Energy Relaxation and Hot-electron Lifetimes in Single Nanocrystals

• Main Author: Dardona, Sameh Ibrahim
• Format: Others
• Language: en_US
• Published: Georgia Institute of Technology 2006
• Subjects: Lifetimes; STS; BEES; STM; Relaxation; Hot-electrons; Energy levels; Semiconductors; Quantum electronics; Nanocrystals; Hot carriers
• Online Access: http://hdl.handle.net/1853/11604

Understanding changes in materials properties as a function of size is crucial for both fundamental science development and technological applications. Size restriction results in quantum confinement effects that modify both energy level structures and electron dynamics of solid materials. This study investigates individual quantum states in a single nanocrystal. Single electron charging effects in gold and semiconductor nanocrystals are observed. Charging effects are found to be dominant in samples, where the nanocrystals are weakly coupled to the substrate. For nanocrystals strongly coupled to the substrate, nanocrystal-substrate tunneling rate is larger than tip-nanocrystal tunneling rate. Therefore, the resulting peaks in the dI/dV spectrum are attributed to tunneling through the energy levels of the nanocrystal.

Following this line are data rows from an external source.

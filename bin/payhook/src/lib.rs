mod observability;

pub mod utility;

pub use payhook_primitives::error::ApiError;

use crate::utility::db_pool::{create_db_pool, run_migrations};
use crate::utility::logging::setup_logging;
use crate::utility::retention::spawn_background_tasks;
use crate::utility::server::serve;
use crate::utility::tasks::{build_router, load_env};
use eyre::{eyre, Report};
use payhook_core::app_state::{AppState, Stores};
use payhook_primitives::models::config::AppConfig;
use tracing::{info, warn};

pub async fn run() -> Result<(), Report> {
    // 1. load environment variables
    load_env();

    // 2. initialize logging first (so we can log everything else)
    setup_logging();

    info!("Starting payhook webhook service...");

    // 3. load configuration
    let config = AppConfig::from_env()?;

    // 4. wire storage
    let stores = match std::env::var("DATABASE_URL") {
        Ok(_) => {
            let pool = create_db_pool()?;
            run_migrations(&pool)?;
            Stores::postgres(pool)
        }
        Err(_) if !config.environment.is_production() => {
            warn!("DATABASE_URL not set; falling back to in-memory stores");
            Stores::in_memory()
        }
        Err(_) => return Err(eyre!("DATABASE_URL must be set in production")),
    };

    // 5. build application state
    let state = AppState::new(stores, config);

    // 6. start background maintenance tasks
    spawn_background_tasks(state.clone());

    // 7. initialize metrics
    let (metric_layer, metric_handle) = observability::metrics::setup_metrics();

    // 8. build axum router
    let app = build_router(state.clone(), metric_layer, metric_handle)?;

    // 9. start HTTP server
    serve(app).await?;

    info!("payhook shut down gracefully");
    Ok(())
}
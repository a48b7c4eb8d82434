use eyre::Report;

#[tokio::main]
async fn main() -> Result<(), Report> {
    payhook::run().await
}
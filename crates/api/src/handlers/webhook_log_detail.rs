use axum::extract::{Path, State};
use axum::Json;
use payhook_core::services::monitor_service::MonitorService;
use payhook_core::AppState;
use payhook_primitives::error::ApiError;
use payhook_primitives::models::entities::webhook_log::WebhookLogEntry;
use std::sync::Arc;
use uuid::Uuid;

#[utoipa::path(
    get,
    path = "/api/monitor/webhooks/{id}",
    tag = "Monitoring",
    summary = "Inspect one audit entry",
    params(("id" = Uuid, Path, description = "Audit entry identifier")),
    responses(
        (status = 200, description = "Full entry detail", body = WebhookLogEntry),
        (status = 401, description = "Missing or invalid operator token"),
        (status = 404, description = "No such entry"),
    ),
)]
pub async fn webhook_log_detail(
    State(state): State<Arc<AppState>>,
    Path(id): Path<Uuid>,
) -> Result<Json<WebhookLogEntry>, ApiError> {
    Ok(Json(MonitorService::detail(&state, id).await?))
}
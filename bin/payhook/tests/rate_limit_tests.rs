mod common;

use axum_test::TestServer;
use common::{create_test_app, create_test_app_state_with, test_config, SIGNATURE_HEADER};
use http::StatusCode;
use payhook_primitives::models::config::AppEnv;
use payhook_primitives::models::dtos::monitor_dto::WebhookLogQuery;
use payhook_primitives::models::entities::enum_types::WebhookOutcome;
use serde_json::Value;
use std::time::Duration;

#[tokio::test]
async fn limit_trips_on_the_next_request_and_recovers() {
    let mut config = test_config(AppEnv::Test);
    config.limit_details.rate_limit_max_requests = 3;
    config.limit_details.rate_limit_window_secs = 1;
    let state = create_test_app_state_with(config);
    let server = TestServer::new(create_test_app(state.clone())).unwrap();

    // Unsigned deliveries: rejected at the signature stage, but every one
    // counts against the source's window.
    for _ in 0..3 {
        let response = server.post("/webhook").bytes(b"{}".to_vec().into()).await;
        assert_eq!(response.status_code(), StatusCode::OK);
    }

    let limited = server.post("/webhook").bytes(b"{}".to_vec().into()).await;
    assert_eq!(limited.status_code(), StatusCode::TOO_MANY_REQUESTS);
    assert!(limited.headers().contains_key("retry-after"));
    let ack: Value = limited.json();
    assert_eq!(ack["success"], false);
    assert_eq!(ack["error"], "Rate limit exceeded");
    assert!(ack["retry_after"].as_u64().unwrap() >= 1);

    let rate_limited_entries = state
        .stores
        .webhook_logs
        .list(&WebhookLogQuery {
            outcome: Some(WebhookOutcome::RateLimited),
            ..Default::default()
        })
        .await
        .unwrap();
    assert_eq!(rate_limited_entries.len(), 1);

    // The window elapses and the same source is welcome again.
    tokio::time::sleep(Duration::from_millis(1200)).await;
    let recovered = server.post("/webhook").bytes(b"{}".to_vec().into()).await;
    assert_eq!(recovered.status_code(), StatusCode::OK);
}

#[tokio::test]
async fn sources_are_limited_independently() {
    let mut config = test_config(AppEnv::Test);
    config.limit_details.rate_limit_max_requests = 2;
    config.limit_details.rate_limit_window_secs = 60;
    let state = create_test_app_state_with(config);
    let server = TestServer::new(create_test_app(state)).unwrap();

    for _ in 0..2 {
        let response = server
            .post("/webhook")
            .add_header("x-forwarded-for", "10.0.0.1")
            .bytes(b"{}".to_vec().into())
            .await;
        assert_eq!(response.status_code(), StatusCode::OK);
    }

    let limited = server
        .post("/webhook")
        .add_header("x-forwarded-for", "10.0.0.1")
        .bytes(b"{}".to_vec().into())
        .await;
    assert_eq!(limited.status_code(), StatusCode::TOO_MANY_REQUESTS);

    // A different source still fits in its own window.
    let other = server
        .post("/webhook")
        .add_header("x-forwarded-for", "10.0.0.2")
        .bytes(b"{}".to_vec().into())
        .await;
    assert_eq!(other.status_code(), StatusCode::OK);
}

#[tokio::test]
async fn production_rejects_unlisted_sources() {
    let state = create_test_app_state_with(test_config(AppEnv::Production));
    let server = TestServer::new(create_test_app(state.clone())).unwrap();

    let response = server
        .post("/webhook")
        .add_header("x-forwarded-for", "1.2.3.4")
        .bytes(b"{}".to_vec().into())
        .await;

    assert_eq!(response.status_code(), StatusCode::OK);
    let ack: Value = response.json();
    assert_eq!(ack["success"], false);
    assert_eq!(ack["error"], "Source not allowed: 1.2.3.4");

    let entries = state
        .stores
        .webhook_logs
        .list(&WebhookLogQuery::default())
        .await
        .unwrap();
    assert_eq!(entries[0].outcome, WebhookOutcome::RejectedSource);
}

#[tokio::test]
async fn production_accepts_gateway_ranges_and_loopback() {
    let state = create_test_app_state_with(test_config(AppEnv::Production));
    let server = TestServer::new(create_test_app(state)).unwrap();

    for source in ["196.33.252.100", "41.203.154.50", "127.0.0.1"] {
        let response = server
            .post("/webhook")
            .add_header("x-forwarded-for", source)
            .bytes(b"{}".to_vec().into())
            .await;

        // Past the source filter; rejected at the signature stage instead.
        assert_eq!(response.status_code(), StatusCode::OK);
        let ack: Value = response.json();
        assert_eq!(ack["error"], "Missing webhook signature header");
    }
}

#[tokio::test]
async fn signature_header_name_is_config_driven() {
    let mut config = test_config(AppEnv::Test);
    config.gateway_details.signature_header = "x-custom-signature".to_string();
    let state = create_test_app_state_with(config);
    let server = TestServer::new(create_test_app(state.clone())).unwrap();

    common::seed_order(&state, "INV-100", 10000).await;
    let body = common::webhook_body("INV-100", "Approved", "10000");

    // The default header name is no longer read...
    let response = server
        .post("/webhook")
        .add_header(SIGNATURE_HEADER, common::sign_body(&body))
        .bytes(body.clone().into())
        .await;
    let ack: Value = response.json();
    assert_eq!(ack["success"], false);

    // ...but the configured one is.
    let response = server
        .post("/webhook")
        .add_header("x-custom-signature", common::sign_body(&body))
        .bytes(body.into())
        .await;
    let ack: Value = response.json();
    assert_eq!(ack["success"], true);
}
impl Value {
    /// Natural kind of a non-null value.
    pub fn kind(&self) -> Option<ColumnKind> {
        let kind = match self {
            Value::Null => return None,
            Value::Bool(_) => ColumnKind::Boolean,
            Value::Int(_) => ColumnKind::Integer,
            Value::Float(_) => ColumnKind::Float,
            Value::Decimal(_) => ColumnKind::Decimal,
            Value::Text(_) => ColumnKind::Text,
            Value::Uuid(_) => ColumnKind::Uuid,
            Value::Timestamp(_) => ColumnKind::Timestamp,
            Value::Date(_) => ColumnKind::Date,
            Value::Time(_) => ColumnKind::Time,
            Value::Bytes(_) => ColumnKind::Bytes,
            Value::Json(_) => ColumnKind::Json,
        };
        Some(kind)
    }

    /// Encode for a column of `kind`.
    ///
    /// A value that would not decode back to itself under `kind`, such as a
    /// blob stored in a text column of a file store, is written as
    /// `{"$type": <kind>, "$value": <plain form>}` so reading the manifest
    /// never depends on the declared type.
    pub fn to_manifest_json(&self, kind: ColumnKind) -> JsonValue {
        let plain = self.to_json();
        if plain.is_null() {
            return plain;
        }
        let faithful = Value::from_json(kind, &plain)
            .map(|decoded| decoded.same_as(self))
            .unwrap_or(false);
        match self.kind() {
            Some(actual) if !faithful => {
                let mut tagged = serde_json::Map::new();
                tagged.insert(TYPE_KEY.to_string(), JsonValue::from(actual.as_str()));
                tagged.insert(VALUE_KEY.to_string(), plain);
                JsonValue::Object(tagged)
            }
            _ => plain,
        }
    }

    fn same_as(&self, other: &Value) -> bool {
        match (self, other) {
            (Value::Float(left), Value::Float(right)) if left.is_nan() && right.is_nan() => true,
            _ => self == other,
        }
    }

    /// Encode into the manifest representation.
    ///
    /// Timestamps become RFC 3339 UTC with microseconds, binary becomes
    /// standard base64, decimals stay textual. Non-finite floats are written
    /// as the strings `NaN`, `Infinity` and `-Infinity`.
    pub fn to_json(&self) -> JsonValue {
        match self {
            Value::Null => JsonValue::Null,
            Value::Bool(value) => JsonValue::Bool(*value),
            Value::Int(value) => JsonValue::from(*value),
            Value::Float(value) => match serde_json::Number::from_f64(*value) {
                Some(number) => JsonValue::Number(number),
                None => JsonValue::String(non_finite_label(*value).to_string()),
            },
            Value::Decimal(value) | Value::Text(value) | Value::Uuid(value) => {
                JsonValue::String(value.clone())
            }
            Value::Timestamp(value) => {
                JsonValue::String(value.to_rfc3339_opts(SecondsFormat::Micros, true))
            }
            Value::Date(value) => JsonValue::String(value.format(DATE_FORMAT).to_string()),
            Value::Time(value) => JsonValue::String(value.format(TIME_FORMAT).to_string()),
            Value::Bytes(value) => JsonValue::String(BASE64.encode(value)),
            Value::Json(value) => value.clone(),
        }
    }

    /// Decode a manifest value for a column of the given kind.
    ///
    /// Decoding is driven by the JSON shape first and refined by the kind, so
    /// a value that was read as text from a loosely typed store survives the
    /// round trip unchanged. Values tagged by [`Value::to_manifest_json`]
    /// decode by their tag.
    pub fn from_json(kind: ColumnKind, json: &JsonValue) -> Result<Value, ValueError> {
        if json.is_null() {
            return Ok(Value::Null);
        }
        if let Some((tagged, inner)) = split_tag(json) {
            return match tagged {
                ColumnKind::Json => Ok(Value::Json(inner.clone())),
                _ if inner.is_null() || inner.is_object() || inner.is_array() => Err(ValueError {
                    kind: tagged.as_str(),
                    message: format!("unexpected tagged value {inner}"),
                }),
                _ => Value::from_json(tagged, inner),
            };
        }
        if kind == ColumnKind::Json {
            return Ok(Value::Json(json.clone()));
        }

        match json {
            JsonValue::Bool(value) => Ok(Value::Bool(*value)),
            JsonValue::Number(number) => Ok(decode_number(kind, number)),
            JsonValue::String(text) => decode_text(kind, text),
            other => Err(ValueError {
                kind: kind.as_str(),
                message: format!("unexpected json value {other}"),
            }),
        }
    }

    /// Reshape a value for a column of `kind` on another engine.
    ///
    /// File stores are loosely typed, so a boolean may arrive as an integer
    /// and a timestamp as text. Values that cannot be reshaped are returned
    /// unchanged and left to the target's own casts.
    pub fn conform(self, kind: ColumnKind) -> Value {
        match (kind, self) {
            (_, Value::Null) => Value::Null,
            (ColumnKind::Boolean, Value::Int(value)) => Value::Bool(value != 0),
            (ColumnKind::Boolean, Value::Text(text)) => match text.trim() {
                "1" | "t" | "true" | "TRUE" | "True" => Value::Bool(true),
                "0" | "f" | "false" | "FALSE" | "False" => Value::Bool(false),
                _ => Value::Text(text),
            },
            (ColumnKind::Integer, Value::Bool(value)) => Value::Int(i64::from(value)),
            (ColumnKind::Integer, Value::Text(text) | Value::Decimal(text)) => {
                match text.trim().parse::<i64>() {
                    Ok(value) => Value::Int(value),
                    Err(_) => Value::Text(text),
                }
            }
            (ColumnKind::Float, Value::Int(value)) => Value::Float(value as f64),
            (ColumnKind::Float, Value::Text(text) | Value::Decimal(text)) => {
                match text.trim().parse::<f64>() {
                    Ok(value) => Value::Float(value),
                    Err(_) => Value::Text(text),
                }
            }
            (ColumnKind::Decimal, Value::Int(value)) => Value::Decimal(value.to_string()),
            (ColumnKind::Decimal, Value::Float(value)) if value.is_finite() => {
                Value::Decimal(value.to_string())
            }
            (ColumnKind::Decimal, Value::Text(text)) => Value::Decimal(text),
            (ColumnKind::Text, Value::Decimal(text) | Value::Uuid(text)) => Value::Text(text),
            (ColumnKind::Uuid, Value::Text(text)) => Value::Uuid(text),
            (ColumnKind::Timestamp, Value::Text(text)) => parse_loose_timestamp(&text)
                .map(Value::Timestamp)
                .unwrap_or(Value::Text(text)),
            (ColumnKind::Date, Value::Text(text)) => {
                parse_date(&text).map(Value::Date).unwrap_or(Value::Text(text))
            }
            (ColumnKind::Date, Value::Timestamp(value)) => Value::Date(value.date_naive()),
            (ColumnKind::Time, Value::Text(text)) => {
                parse_time(&text).map(Value::Time).unwrap_or(Value::Text(text))
            }
            (ColumnKind::Bytes, Value::Text(text)) => Value::Bytes(text.into_bytes()),
            (ColumnKind::Json, Value::Text(text)) => match serde_json::from_str(&text) {
                Ok(json) => Value::Json(json),
                Err(_) => Value::Json(JsonValue::String(text)),
            },
            (ColumnKind::Json, Value::Json(json)) => Value::Json(json),
            (ColumnKind::Json, other) => Value::Json(other.to_json()),
            (_, other) => other,
        }
    }
}
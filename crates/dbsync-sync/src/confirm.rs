use std::io::{BufRead, Write};

/// The only answer that lets a destructive run proceed.
pub const CONFIRMATION_PHRASE: &str = "yes";

/// Gate that must pass before anything on the target is modified.
pub trait Confirm {
    fn confirm(&mut self, prompt: &str) -> bool;
}

/// Non-interactive approval (`--yes`).
#[derive(Debug, Clone, Copy, Default)]
pub struct AssumeYes;

impl Confirm for AssumeYes {
    fn confirm(&mut self, _prompt: &str) -> bool {
        true
    }
}

/// Prompt on `writer` and read one answer line from `reader`.
///
/// Only the exact phrase `yes` (line terminator aside) confirms; any other
/// answer, EOF or a read error declines.
pub struct PromptConfirm<R, W> {
    reader: R,
    writer: W,
}

impl<R: BufRead, W: Write> PromptConfirm<R, W> {
    pub fn new(reader: R, writer: W) -> Self {
        Self { reader, writer }
    }

    pub fn into_writer(self) -> W {
        self.writer
    }
}

impl<R: BufRead, W: Write> Confirm for PromptConfirm<R, W> {
    fn confirm(&mut self, prompt: &str) -> bool {
        if write!(self.writer, "{prompt}\nType '{CONFIRMATION_PHRASE}' to continue: ").is_err()
            || self.writer.flush().is_err()
        {
            return false;
        }

        let mut answer = String::new();
        match self.reader.read_line(&mut answer) {
            Ok(0) | Err(_) => false,
            Ok(_) => is_confirmation(&answer),
        }
    }
}

pub fn is_confirmation(answer: &str) -> bool {
    answer.trim_end_matches(['\r', '\n']) == CONFIRMATION_PHRASE
}
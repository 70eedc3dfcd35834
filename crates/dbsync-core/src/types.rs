use schemars::JsonSchema;
use serde::{Deserialize, Serialize};

/// Portable column type shared by every engine.
///
/// Each engine maps its native types onto one of these kinds; the kind
/// decides how values are read, serialized into the manifest and bound on
/// insert.
#[derive(Debug, Clone, Copy, PartialEq, Eq, Hash, Serialize, Deserialize, JsonSchema)]
#[serde(rename_all = "snake_case")]
pub enum ColumnKind {
    Boolean,
    Integer,
    Float,
    Decimal,
    Text,
    Uuid,
    Timestamp,
    Date,
    Time,
    Bytes,
    Json,
}

impl ColumnKind {
    /// Map a Postgres `pg_type.typname` to a portable kind.
    ///
    /// Unknown types (enums, arrays, ranges, intervals) travel as text and
    /// are cast back on insert.
    pub fn from_postgres(udt_name: &str) -> Self {
        match udt_name {
            "bool" => ColumnKind::Boolean,
            "int2" | "int4" | "int8" | "oid" => ColumnKind::Integer,
            "float4" | "float8" => ColumnKind::Float,
            "numeric" | "money" => ColumnKind::Decimal,
            "uuid" => ColumnKind::Uuid,
            "timestamp" | "timestamptz" => ColumnKind::Timestamp,
            "date" => ColumnKind::Date,
            "time" => ColumnKind::Time,
            "bytea" => ColumnKind::Bytes,
            "json" | "jsonb" => ColumnKind::Json,
            _ => ColumnKind::Text,
        }
    }

    /// Map a SQLite declared column type to a portable kind.
    ///
    /// SQLite only knows storage classes, so the declared type is the only
    /// hint about booleans and time values.
    pub fn from_sqlite(declared: &str) -> Self {
        let decl = declared.trim().to_ascii_uppercase();
        if decl.contains("BOOL") {
            ColumnKind::Boolean
        } else if decl.contains("DATETIME") || decl.contains("TIMESTAMP") {
            ColumnKind::Timestamp
        } else if decl == "DATE" {
            ColumnKind::Date
        } else if decl.starts_with("TIME") {
            ColumnKind::Time
        } else if decl.contains("UUID") {
            ColumnKind::Uuid
        } else if decl.contains("JSON") {
            ColumnKind::Json
        } else if decl.contains("DECIMAL") || decl.contains("NUMERIC") {
            ColumnKind::Decimal
        } else if decl.contains("INT") {
            ColumnKind::Integer
        } else if decl.contains("CHAR") || decl.contains("CLOB") || decl.contains("TEXT") {
            ColumnKind::Text
        } else if decl.contains("BLOB") {
            ColumnKind::Bytes
        } else if decl.contains("REAL") || decl.contains("FLOA") || decl.contains("DOUB") {
            ColumnKind::Float
        } else {
            ColumnKind::Text
        }
    }

    pub fn from_name(name: &str) -> Option<Self> {
        let kind = match name {
            "boolean" => ColumnKind::Boolean,
            "integer" => ColumnKind::Integer,
            "float" => ColumnKind::Float,
            "decimal" => ColumnKind::Decimal,
            "text" => ColumnKind::Text,
            "uuid" => ColumnKind::Uuid,
            "timestamp" => ColumnKind::Timestamp,
            "date" => ColumnKind::Date,
            "time" => ColumnKind::Time,
            "bytes" => ColumnKind::Bytes,
            "json" => ColumnKind::Json,
            _ => return None,
        };
        Some(kind)
    }

    pub fn as_str(&self) -> &'static str {
        match self {
            ColumnKind::Boolean => "boolean",
            ColumnKind::Integer => "integer",
            ColumnKind::Float => "float",
            ColumnKind::Decimal => "decimal",
            ColumnKind::Text => "text",
            ColumnKind::Uuid => "uuid",
            ColumnKind::Timestamp => "timestamp",
            ColumnKind::Date => "date",
            ColumnKind::Time => "time",
            ColumnKind::Bytes => "bytes",
            ColumnKind::Json => "json",
        }
    }
}
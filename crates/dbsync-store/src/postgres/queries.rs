use sqlx::{PgPool, Row};

use crate::error::StoreError;

pub struct RawTable {
    pub name: String,
}

pub async fn list_tables(pool: &PgPool, schema: &str) -> Result<Vec<RawTable>, StoreError> {
    let rows = sqlx::query(
        r#"
        select c.relname::text as name
        from pg_class c
        join pg_namespace n on n.oid = c.relnamespace
        where n.nspname = $1
          and c.relkind in ('r', 'p')
          and not c.relispartition
        order by c.relname
        "#,
    )
    .bind(schema)
    .fetch_all(pool)
    .await?;

    rows.into_iter()
        .map(|row| {
            Ok(RawTable {
                name: row.try_get("name")?,
            })
        })
        .collect()
}

pub struct RawColumn {
    pub ordinal_position: i64,
    pub name: String,
    pub udt_name: String,
    pub native_type: String,
    pub is_nullable: bool,
    pub default: Option<String>,
    pub identity: String,
    pub is_generated: bool,
}

pub async fn list_columns(
    pool: &PgPool,
    schema: &str,
    table: &str,
) -> Result<Vec<RawColumn>, StoreError> {
    let rows = sqlx::query(
        r#"
        select
          a.attnum::int8 as ordinal_position,
          a.attname::text as name,
          coalesce(bt.typname, t.typname)::text as udt_name,
          pg_catalog.format_type(a.atttypid, null) as native_type,
          (not a.attnotnull) as is_nullable,
          pg_get_expr(ad.adbin, ad.adrelid) as default_expr,
          a.attidentity::text as identity,
          (a.attgenerated <> '') as is_generated
        from pg_attribute a
        join pg_class c on c.oid = a.attrelid
        join pg_namespace n on n.oid = c.relnamespace
        join pg_type t on t.oid = a.atttypid
        left join pg_type bt on t.typtype = 'd' and bt.oid = t.typbasetype
        left join pg_attrdef ad on ad.adrelid = a.attrelid and ad.adnum = a.attnum
        where n.nspname = $1
          and c.relname = $2
          and a.attnum > 0
          and not a.attisdropped
        order by a.attnum
        "#,
    )
    .bind(schema)
    .bind(table)
    .fetch_all(pool)
    .await?;

    rows.into_iter()
        .map(|row| {
            Ok(RawColumn {
                ordinal_position: row.try_get("ordinal_position")?,
                name: row.try_get("name")?,
                udt_name: row.try_get("udt_name")?,
                native_type: row.try_get("native_type")?,
                is_nullable: row.try_get("is_nullable")?,
                default: row.try_get("default_expr")?,
                identity: row.try_get("identity")?,
                is_generated: row.try_get("is_generated")?,
            })
        })
        .collect()
}

pub struct RawPrimaryKey {
    pub name: String,
    pub columns: Vec<String>,
}

pub async fn get_primary_key(
    pool: &PgPool,
    schema: &str,
    table: &str,
) -> Result<Option<RawPrimaryKey>, StoreError> {
    let row = sqlx::query(
        r#"
        select
          con.conname::text as name,
          array(
            select a.attname::text
            from unnest(con.conkey) with ordinality as k(attnum, ord)
            join pg_attribute a on a.attrelid = con.conrelid and a.attnum = k.attnum
            order by k.ord
          ) as columns
        from pg_constraint con
        join pg_class c on c.oid = con.conrelid
        join pg_namespace n on n.oid = c.relnamespace
        where con.contype = 'p'
          and n.nspname = $1
          and c.relname = $2
        "#,
    )
    .bind(schema)
    .bind(table)
    .fetch_optional(pool)
    .await?;

    row.map(|row| {
        Ok(RawPrimaryKey {
            name: row.try_get("name")?,
            columns: row.try_get("columns")?,
        })
    })
    .transpose()
}

pub struct RawForeignKey {
    pub name: String,
    pub columns: Vec<String>,
    pub referenced_schema: String,
    pub referenced_table: String,
    pub referenced_columns: Vec<String>,
}

pub async fn list_foreign_keys(
    pool: &PgPool,
    schema: &str,
    table: &str,
) -> Result<Vec<RawForeignKey>, StoreError> {
    let rows = sqlx::query(
        r#"
        select
          con.conname::text as name,
          array(
            select a.attname::text
            from unnest(con.conkey) with ordinality as k(attnum, ord)
            join pg_attribute a on a.attrelid = con.conrelid and a.attnum = k.attnum
            order by k.ord
          ) as columns,
          rn.nspname::text as referenced_schema,
          rc.relname::text as referenced_table,
          array(
            select a.attname::text
            from unnest(con.confkey) with ordinality as k(attnum, ord)
            join pg_attribute a on a.attrelid = con.confrelid and a.attnum = k.attnum
            order by k.ord
          ) as referenced_columns
        from pg_constraint con
        join pg_class c on c.oid = con.conrelid
        join pg_namespace n on n.oid = c.relnamespace
        join pg_class rc on rc.oid = con.confrelid
        join pg_namespace rn on rn.oid = rc.relnamespace
        where con.contype = 'f'
          and n.nspname = $1
          and c.relname = $2
        order by con.conname
        "#,
    )
    .bind(schema)
    .bind(table)
    .fetch_all(pool)
    .await?;

    rows.into_iter()
        .map(|row| {
            Ok(RawForeignKey {
                name: row.try_get("name")?,
                columns: row.try_get("columns")?,
                referenced_schema: row.try_get("referenced_schema")?,
                referenced_table: row.try_get("referenced_table")?,
                referenced_columns: row.try_get("referenced_columns")?,
            })
        })
        .collect()
}

/// Sequence owned by `column`, if any (serial or identity).
pub async fn serial_sequence(
    pool: &PgPool,
    qualified_table: &str,
    column: &str,
) -> Result<Option<String>, StoreError> {
    let sequence = sqlx::query_scalar::<_, Option<String>>("select pg_get_serial_sequence($1, $2)")
        .bind(qualified_table)
        .bind(column)
        .fetch_one(pool)
        .await?;
    Ok(sequence)
}

pub async fn table_exists(pool: &PgPool, schema: &str, table: &str) -> Result<bool, StoreError> {
    let exists = sqlx::query_scalar::<_, bool>(
        "select exists(select 1 from pg_tables where schemaname = $1 and tablename = $2)",
    )
    .bind(schema)
    .bind(table)
    .fetch_one(pool)
    .await?;
    Ok(exists)
}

A newly developed nanocrystals BEES technique is used successfully to further explore quantized energy levels and electron dynamics in single gold nanocrystals. BEES samples were grown successfully by depositing $unit[10]{nm}$ thick gold on silicon substrates. Nanocrystals are chemically attached to the gold substrate using a self assembled monolayer (SAM) of xyelendithiol molecules. Immobile and single isolated nanocrystals were imaged at low temperature. A BEES turn-on voltage of $unit[0.84]{V}$ was found on nanocrystal-free region of the substrate. The BEES spectrum acquired on a single gold nanocrystal is found to be attenuated by a factor of 10 when compared with BEES acquired on the substrate. The attenuation is attributed to electron relaxation to lower energy states before tunneling out of the nanocrystal. The measured hot electron lifetimes from experimental data were found to be on the order of $unit[16]{picoseconds}$, which is a long time compared to lifetimes in bulk metals or large nanocrystals. The long measured lifetimes result from the molecular-like energy level structures of these small nanocrystals.